**** Multimedya.. Judith Thornton
Mary atın üzerinde neredeyse heyecandan ölmek üzere yarışın başlamasını bekliyordu. Sağ tarafında Jordan, sol tarafındaysa Stephen onunla aynı heyecanı paylaşıyorlardı. William neşeli bir şekilde Jordan'ın yan tarafından seslendi.
"Siz kaybederseniz ne vereceksiniz Leydim?"
"Kaybetmeyeceğim den emin olabilirsiniz Lordum.."
"Çok iddialısınız Leydi Mary.." Mary Stephen'e dönüp baktı. Genç adam koyu kahve binici kıyafetleri içerisinde her zamankinden daha yakışıklıydı. Çapkın bakışlarla Mary'e bakarken cevabını bekliyordu.
"Hayatımı öne sürdüm Lordum, kaybetme lüksüm yok ne yazık ki.." Ve atılan silah sesiyle yarış başlamış oldu.

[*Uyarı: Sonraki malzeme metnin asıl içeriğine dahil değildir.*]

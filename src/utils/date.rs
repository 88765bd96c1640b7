use crate::errors::{AppError, AppResult};
use chrono::NaiveDate;

pub fn today() -> NaiveDate {
    chrono::Local::now().date_naive()
}

pub fn parse_date(s: &str) -> Option<NaiveDate> {
    NaiveDate::parse_from_str(s, "%Y-%m-%d").ok()
}

/// Date part of a ledger session column (`YYYY-MM-DD` or `YYYY-MM-DD (n)`).
pub fn column_date(column: &str) -> Option<NaiveDate> {
    column.get(..10).and_then(parse_date)
}

/// `Some("YYYY-MM-DD")` parsed, `None` → today.
pub fn resolve_date(s: Option<&str>) -> AppResult<NaiveDate> {
    match s {
        Some(raw) => parse_date(raw).ok_or_else(|| AppError::InvalidDate(raw.to_string())),
        None => Ok(today()),
    }
}
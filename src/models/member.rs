use serde::{Deserialize, Serialize};

/// A roster entry, as read from `Member List.csv`.
#[derive(Debug, Clone, PartialEq, Eq, Serialize, Deserialize)]
pub struct Member {
    #[serde(rename = "ID", alias = "id")]
    pub id: i64,
    #[serde(rename = "Full Name", alias = "full_name", alias = "name")]
    pub full_name: String,
    #[serde(rename = "Grade", alias = "grade")]
    pub grade: i64,
}

impl Member {
    pub fn new(id: i64, full_name: &str, grade: i64) -> Self {
        Self {
            id,
            full_name: full_name.trim().to_string(),
            grade,
        }
    }

    /// `(surname, given)`: the first word is the given name, the rest the surname.
    /// A single-word name is treated as a surname with an empty given name.
    pub fn surname_given(&self) -> (&str, &str) {
        match self.full_name.split_once(' ') {
            Some((given, surname)) => (surname.trim(), given),
            None => (self.full_name.as_str(), ""),
        }
    }

    /// Newcomers are identified by a configured sentinel grade.
    pub fn is_new(&self, new_member_grade: i64) -> bool {
        self.grade == new_member_grade
    }
}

Dört atlı aynı anda atlarının mahmuzlarına yapıştı. İlk sıçrayışta Stephen üç atlıyı da arkasında bıraktı. Fakat Jordan çok geçmeden onu yakaladı. Biraz sonra ileride üç tane engel vardı. Gittikçe büyüyen tahta engellerden ilkini atlayan Mary sonunda kendisine en yakın rakibine ulaşmıştı. Sağ tarafından bir ses gelince Mary dikkatini o tarafa verdi.
"Sanırım kaybedeceksiniz Leydim..." William hem sırıtıyor hem de kendisinin de kaybettiğini kabullenircesine yavaşlamıştı. Mary alkışlar ve tezahüratlar eşliğinde Stephen ve Jordan'ın nasıl kıyasıya ilerlediklerini gördü. Kaybederse uysal olmak zorunda kalacaktı. Tanrı Korusun! Mary'nin bu konu hakkında en ufak fikri yoktu. Birden öne atılıp atını daha hızlı sürmeye başladı. William şaşkınlıkla Mary'nin arkasından bakakaldı. O sırada Mary'nin uzaklaşırken ona seslendiğini fark etti.
"Hiç sanmıyorum Lordum..." Mary Önündeki engelleri hızla geçerken, Stephen ve Jordan'ında bitişe yaklaştıklarını gördü.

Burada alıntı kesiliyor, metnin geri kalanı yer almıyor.